__Your assignment__.
Write out again, exactly, the lines of the listing below from the first one through the one that contains "use crate::game::chart::Chart;", and no other lines.
● ● ● ●
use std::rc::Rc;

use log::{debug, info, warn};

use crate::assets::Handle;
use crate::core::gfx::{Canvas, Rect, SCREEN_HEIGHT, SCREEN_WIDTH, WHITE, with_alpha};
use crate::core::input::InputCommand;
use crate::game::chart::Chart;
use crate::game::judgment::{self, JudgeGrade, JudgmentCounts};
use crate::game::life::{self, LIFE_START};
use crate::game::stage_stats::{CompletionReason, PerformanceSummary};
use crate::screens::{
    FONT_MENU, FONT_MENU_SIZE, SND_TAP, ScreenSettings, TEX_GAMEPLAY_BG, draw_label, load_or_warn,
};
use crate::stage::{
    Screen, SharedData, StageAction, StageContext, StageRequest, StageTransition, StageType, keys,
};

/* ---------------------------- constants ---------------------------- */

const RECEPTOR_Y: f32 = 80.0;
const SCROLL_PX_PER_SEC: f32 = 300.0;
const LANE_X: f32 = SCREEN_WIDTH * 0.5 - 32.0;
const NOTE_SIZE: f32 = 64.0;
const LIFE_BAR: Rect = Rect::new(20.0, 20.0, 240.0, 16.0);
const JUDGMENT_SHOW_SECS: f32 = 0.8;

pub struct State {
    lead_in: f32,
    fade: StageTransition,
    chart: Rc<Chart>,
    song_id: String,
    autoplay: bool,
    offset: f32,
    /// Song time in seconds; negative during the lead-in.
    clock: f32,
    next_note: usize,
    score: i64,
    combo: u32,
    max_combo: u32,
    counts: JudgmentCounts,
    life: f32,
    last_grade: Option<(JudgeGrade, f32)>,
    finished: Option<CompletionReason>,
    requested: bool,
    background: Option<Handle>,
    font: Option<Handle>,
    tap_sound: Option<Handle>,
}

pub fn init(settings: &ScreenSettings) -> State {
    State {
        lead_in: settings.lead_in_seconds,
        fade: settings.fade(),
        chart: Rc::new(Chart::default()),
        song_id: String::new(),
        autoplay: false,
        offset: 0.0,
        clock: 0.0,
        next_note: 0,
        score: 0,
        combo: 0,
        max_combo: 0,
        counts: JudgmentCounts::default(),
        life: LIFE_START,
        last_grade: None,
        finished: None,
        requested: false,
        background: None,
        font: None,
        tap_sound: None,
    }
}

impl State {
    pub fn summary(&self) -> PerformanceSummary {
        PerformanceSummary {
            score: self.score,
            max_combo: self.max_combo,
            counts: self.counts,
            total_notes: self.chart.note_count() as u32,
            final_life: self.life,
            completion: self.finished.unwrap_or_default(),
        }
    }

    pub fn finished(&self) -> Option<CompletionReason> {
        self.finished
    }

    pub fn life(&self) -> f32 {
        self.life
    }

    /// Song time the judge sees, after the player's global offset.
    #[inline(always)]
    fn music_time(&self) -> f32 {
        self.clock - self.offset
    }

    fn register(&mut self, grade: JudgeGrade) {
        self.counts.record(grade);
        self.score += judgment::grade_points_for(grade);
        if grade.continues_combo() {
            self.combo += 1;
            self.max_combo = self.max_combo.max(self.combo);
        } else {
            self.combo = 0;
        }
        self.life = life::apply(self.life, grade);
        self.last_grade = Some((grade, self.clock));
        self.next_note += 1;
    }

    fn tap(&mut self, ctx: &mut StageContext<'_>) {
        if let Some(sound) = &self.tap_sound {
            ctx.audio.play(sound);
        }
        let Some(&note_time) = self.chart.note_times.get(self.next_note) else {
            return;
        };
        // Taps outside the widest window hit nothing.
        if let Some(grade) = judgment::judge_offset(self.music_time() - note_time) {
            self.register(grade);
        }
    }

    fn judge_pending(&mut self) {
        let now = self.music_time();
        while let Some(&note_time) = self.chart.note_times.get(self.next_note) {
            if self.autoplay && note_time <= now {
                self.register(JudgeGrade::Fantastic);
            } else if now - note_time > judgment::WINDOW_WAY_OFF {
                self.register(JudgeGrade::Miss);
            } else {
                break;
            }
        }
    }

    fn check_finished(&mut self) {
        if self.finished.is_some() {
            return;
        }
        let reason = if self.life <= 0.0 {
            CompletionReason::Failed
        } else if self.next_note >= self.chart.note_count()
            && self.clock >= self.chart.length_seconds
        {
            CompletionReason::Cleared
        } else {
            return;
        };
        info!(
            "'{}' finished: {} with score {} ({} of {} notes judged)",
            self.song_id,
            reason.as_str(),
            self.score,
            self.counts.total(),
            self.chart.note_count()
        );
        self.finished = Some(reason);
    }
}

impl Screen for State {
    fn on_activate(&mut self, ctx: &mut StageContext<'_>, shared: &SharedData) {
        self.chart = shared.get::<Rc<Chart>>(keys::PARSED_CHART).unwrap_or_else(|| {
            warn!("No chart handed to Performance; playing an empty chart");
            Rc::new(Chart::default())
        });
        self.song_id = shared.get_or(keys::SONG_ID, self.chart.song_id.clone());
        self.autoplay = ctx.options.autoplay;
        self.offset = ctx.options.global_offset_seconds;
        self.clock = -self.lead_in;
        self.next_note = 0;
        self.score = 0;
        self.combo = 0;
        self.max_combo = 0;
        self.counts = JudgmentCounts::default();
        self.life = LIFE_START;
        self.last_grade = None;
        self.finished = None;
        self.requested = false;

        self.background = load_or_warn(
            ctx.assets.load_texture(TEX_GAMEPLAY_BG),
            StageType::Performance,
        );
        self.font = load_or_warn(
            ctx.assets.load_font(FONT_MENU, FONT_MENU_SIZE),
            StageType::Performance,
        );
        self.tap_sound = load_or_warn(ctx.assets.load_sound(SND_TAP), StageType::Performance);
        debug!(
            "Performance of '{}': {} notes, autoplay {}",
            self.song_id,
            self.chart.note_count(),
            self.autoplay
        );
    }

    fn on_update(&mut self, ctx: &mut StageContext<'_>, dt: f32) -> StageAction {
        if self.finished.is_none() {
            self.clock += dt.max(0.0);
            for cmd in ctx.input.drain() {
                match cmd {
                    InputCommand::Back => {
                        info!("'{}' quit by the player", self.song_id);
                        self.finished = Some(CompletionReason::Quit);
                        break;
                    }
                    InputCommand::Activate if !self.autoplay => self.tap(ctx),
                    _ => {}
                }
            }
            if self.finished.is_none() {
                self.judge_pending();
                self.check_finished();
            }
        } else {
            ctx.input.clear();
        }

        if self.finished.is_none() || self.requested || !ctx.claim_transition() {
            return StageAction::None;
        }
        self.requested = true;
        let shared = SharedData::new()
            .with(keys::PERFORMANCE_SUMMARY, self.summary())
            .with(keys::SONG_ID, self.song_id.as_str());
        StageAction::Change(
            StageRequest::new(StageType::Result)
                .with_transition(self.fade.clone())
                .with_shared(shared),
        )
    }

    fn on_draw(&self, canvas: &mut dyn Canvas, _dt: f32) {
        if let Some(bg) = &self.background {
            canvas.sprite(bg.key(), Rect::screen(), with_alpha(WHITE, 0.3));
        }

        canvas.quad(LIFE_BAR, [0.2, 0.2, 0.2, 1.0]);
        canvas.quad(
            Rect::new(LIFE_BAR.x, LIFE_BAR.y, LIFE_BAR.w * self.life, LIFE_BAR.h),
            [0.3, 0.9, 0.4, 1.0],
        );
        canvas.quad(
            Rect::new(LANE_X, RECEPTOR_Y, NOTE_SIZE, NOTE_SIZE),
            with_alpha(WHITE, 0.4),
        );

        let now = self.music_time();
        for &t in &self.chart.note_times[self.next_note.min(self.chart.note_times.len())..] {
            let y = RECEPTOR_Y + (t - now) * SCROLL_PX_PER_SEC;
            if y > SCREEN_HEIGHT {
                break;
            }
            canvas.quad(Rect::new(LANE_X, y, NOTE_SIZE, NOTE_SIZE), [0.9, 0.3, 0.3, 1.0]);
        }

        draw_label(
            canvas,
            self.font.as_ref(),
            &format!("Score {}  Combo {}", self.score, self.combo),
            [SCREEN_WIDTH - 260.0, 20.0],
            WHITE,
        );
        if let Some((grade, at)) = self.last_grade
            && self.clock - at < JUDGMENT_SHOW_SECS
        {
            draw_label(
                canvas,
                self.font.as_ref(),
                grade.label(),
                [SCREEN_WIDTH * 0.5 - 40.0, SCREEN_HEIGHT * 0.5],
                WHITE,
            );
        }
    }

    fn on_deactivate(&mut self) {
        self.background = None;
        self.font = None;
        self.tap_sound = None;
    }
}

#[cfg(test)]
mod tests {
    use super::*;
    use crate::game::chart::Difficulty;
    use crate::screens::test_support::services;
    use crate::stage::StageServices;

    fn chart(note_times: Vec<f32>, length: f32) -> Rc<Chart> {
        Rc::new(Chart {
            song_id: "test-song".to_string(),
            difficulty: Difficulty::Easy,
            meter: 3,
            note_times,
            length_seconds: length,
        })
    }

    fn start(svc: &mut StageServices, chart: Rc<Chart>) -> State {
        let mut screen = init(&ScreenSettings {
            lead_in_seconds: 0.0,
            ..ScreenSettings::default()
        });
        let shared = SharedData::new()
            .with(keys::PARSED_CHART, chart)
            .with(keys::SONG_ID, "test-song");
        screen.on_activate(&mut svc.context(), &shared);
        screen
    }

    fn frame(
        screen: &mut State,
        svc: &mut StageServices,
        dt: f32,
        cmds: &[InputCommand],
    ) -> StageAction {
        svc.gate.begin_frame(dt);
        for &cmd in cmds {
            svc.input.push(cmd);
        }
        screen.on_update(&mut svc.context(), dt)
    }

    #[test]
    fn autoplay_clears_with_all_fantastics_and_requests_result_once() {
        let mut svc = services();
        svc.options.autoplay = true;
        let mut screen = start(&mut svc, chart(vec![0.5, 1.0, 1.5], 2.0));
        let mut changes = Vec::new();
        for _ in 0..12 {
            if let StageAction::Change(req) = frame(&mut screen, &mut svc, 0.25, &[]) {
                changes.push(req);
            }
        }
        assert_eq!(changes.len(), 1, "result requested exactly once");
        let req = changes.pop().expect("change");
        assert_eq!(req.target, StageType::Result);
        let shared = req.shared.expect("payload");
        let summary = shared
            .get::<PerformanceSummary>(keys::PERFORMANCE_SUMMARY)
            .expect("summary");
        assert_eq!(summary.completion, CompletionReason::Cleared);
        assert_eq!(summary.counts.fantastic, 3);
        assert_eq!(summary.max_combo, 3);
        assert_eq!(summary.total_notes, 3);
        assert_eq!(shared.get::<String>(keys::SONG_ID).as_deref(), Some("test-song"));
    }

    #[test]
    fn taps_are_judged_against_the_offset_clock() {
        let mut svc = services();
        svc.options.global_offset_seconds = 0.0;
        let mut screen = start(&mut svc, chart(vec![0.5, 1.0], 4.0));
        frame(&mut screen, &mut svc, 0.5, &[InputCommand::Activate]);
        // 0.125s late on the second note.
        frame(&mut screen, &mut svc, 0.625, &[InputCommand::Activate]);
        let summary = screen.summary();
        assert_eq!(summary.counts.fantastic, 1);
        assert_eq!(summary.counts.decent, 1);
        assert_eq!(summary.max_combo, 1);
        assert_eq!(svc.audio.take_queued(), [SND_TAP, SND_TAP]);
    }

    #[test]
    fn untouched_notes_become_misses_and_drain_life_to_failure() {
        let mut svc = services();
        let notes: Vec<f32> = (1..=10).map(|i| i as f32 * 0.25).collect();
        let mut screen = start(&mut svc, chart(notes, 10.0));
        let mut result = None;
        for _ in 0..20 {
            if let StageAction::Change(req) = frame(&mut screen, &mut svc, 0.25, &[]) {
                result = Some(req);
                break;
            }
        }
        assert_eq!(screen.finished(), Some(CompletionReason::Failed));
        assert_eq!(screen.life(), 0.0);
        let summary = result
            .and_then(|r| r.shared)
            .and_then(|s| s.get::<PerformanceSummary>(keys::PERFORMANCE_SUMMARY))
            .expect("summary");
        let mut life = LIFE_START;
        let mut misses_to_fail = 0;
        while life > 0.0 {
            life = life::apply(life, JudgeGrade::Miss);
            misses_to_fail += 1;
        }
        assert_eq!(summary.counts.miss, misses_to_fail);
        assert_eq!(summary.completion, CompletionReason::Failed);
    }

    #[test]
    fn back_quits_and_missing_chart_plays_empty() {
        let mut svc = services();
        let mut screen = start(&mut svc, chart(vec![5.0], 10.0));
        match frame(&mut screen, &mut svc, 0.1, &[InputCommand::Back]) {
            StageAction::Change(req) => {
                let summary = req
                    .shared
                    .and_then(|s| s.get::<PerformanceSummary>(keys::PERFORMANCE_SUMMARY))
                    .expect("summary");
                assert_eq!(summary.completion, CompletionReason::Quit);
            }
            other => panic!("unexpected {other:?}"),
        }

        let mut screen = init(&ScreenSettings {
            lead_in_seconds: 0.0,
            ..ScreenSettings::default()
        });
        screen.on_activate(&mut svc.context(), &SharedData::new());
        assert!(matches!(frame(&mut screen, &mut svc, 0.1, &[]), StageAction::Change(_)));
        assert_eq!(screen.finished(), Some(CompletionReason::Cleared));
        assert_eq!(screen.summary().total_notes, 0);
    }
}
● ● ● ●
__Answer to the exercise__.
use std::rc::Rc;

use log::{debug, info, warn};

use crate::assets::Handle;
use crate::core::gfx::{Canvas, Rect, SCREEN_HEIGHT, SCREEN_WIDTH, WHITE, with_alpha};
use crate::core::input::InputCommand;
use crate::game::chart::Chart;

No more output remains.